[What you are asked to do]: Give back the line containing "pub mod tools;" along with every line after it, exactly, until the entries end.

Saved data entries
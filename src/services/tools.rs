//! Built-in tools shipped with the binary.
//!
//! These exist so the sandbox can be exercised end to end without a host
//! application registering its own tools.

use crate::services::sandbox::{ContextError, ExecContext, ToolParams, ToolRegistry};
use anyhow::{anyhow, bail, Result};
use serde_json::{json, Value};
use std::time::Duration;

/// Registry holding every built-in tool
pub fn builtin_registry() -> ToolRegistry {
    let mut registry = ToolRegistry::new();
    registry
        .register("echo", echo)
        .register("env", env)
        .register("fail", fail)
        .register("sleep", sleep);
    registry
}

/// Returns its parameters unchanged
async fn echo(_ctx: ExecContext, params: ToolParams) -> Result<Value> {
    Ok(Value::Object(params))
}

/// Sorted names of the environment variables this process can see
async fn env(_ctx: ExecContext, _params: ToolParams) -> Result<Value> {
    let mut names: Vec<String> = std::env::vars_os()
        .map(|(key, _)| key.to_string_lossy().into_owned())
        .collect();
    names.sort();
    Ok(json!({ "vars": names }))
}

async fn fail(_ctx: ExecContext, params: ToolParams) -> Result<Value> {
    let message = params
        .get("message")
        .and_then(Value::as_str)
        .unwrap_or("tool failed");
    bail!("{}", message)
}

/// Sleeps for `params.ms` milliseconds unless the context finishes first
async fn sleep(ctx: ExecContext, params: ToolParams) -> Result<Value> {
    let ms = params.get("ms").and_then(Value::as_u64).unwrap_or(0);

    tokio::select! {
        _ = tokio::time::sleep(Duration::from_millis(ms)) => Ok(json!({ "slept_ms": ms })),
        err = ctx.done() => Err(anyhow!(sleep_interrupted(err))),
    }
}

fn sleep_interrupted(err: ContextError) -> String {
    format!("sleep interrupted: {}", err)
}
//! Services module
//!
//! Sandboxed tool execution and the built-in tools served by the worker.

pub mod sandbox;
pub mod tools;

pub use sandbox::{
    build_executor, ContainerExecutor, ContainerPool, ContainerRuntime, ExecContext, Executor,
    InProcessExecutor, SandboxError, SandboxResult, SubprocessExecutor, ToolRegistry,
};
pub use tools::builtin_registry;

[Exercise solution]:
pub mod tools;

pub use sandbox::{
    build_executor, ContainerExecutor, ContainerPool, ContainerRuntime, ExecContext, Executor,
    InProcessExecutor, SandboxError, SandboxResult, SubprocessExecutor, ToolRegistry,
};
pub use tools::builtin_registry;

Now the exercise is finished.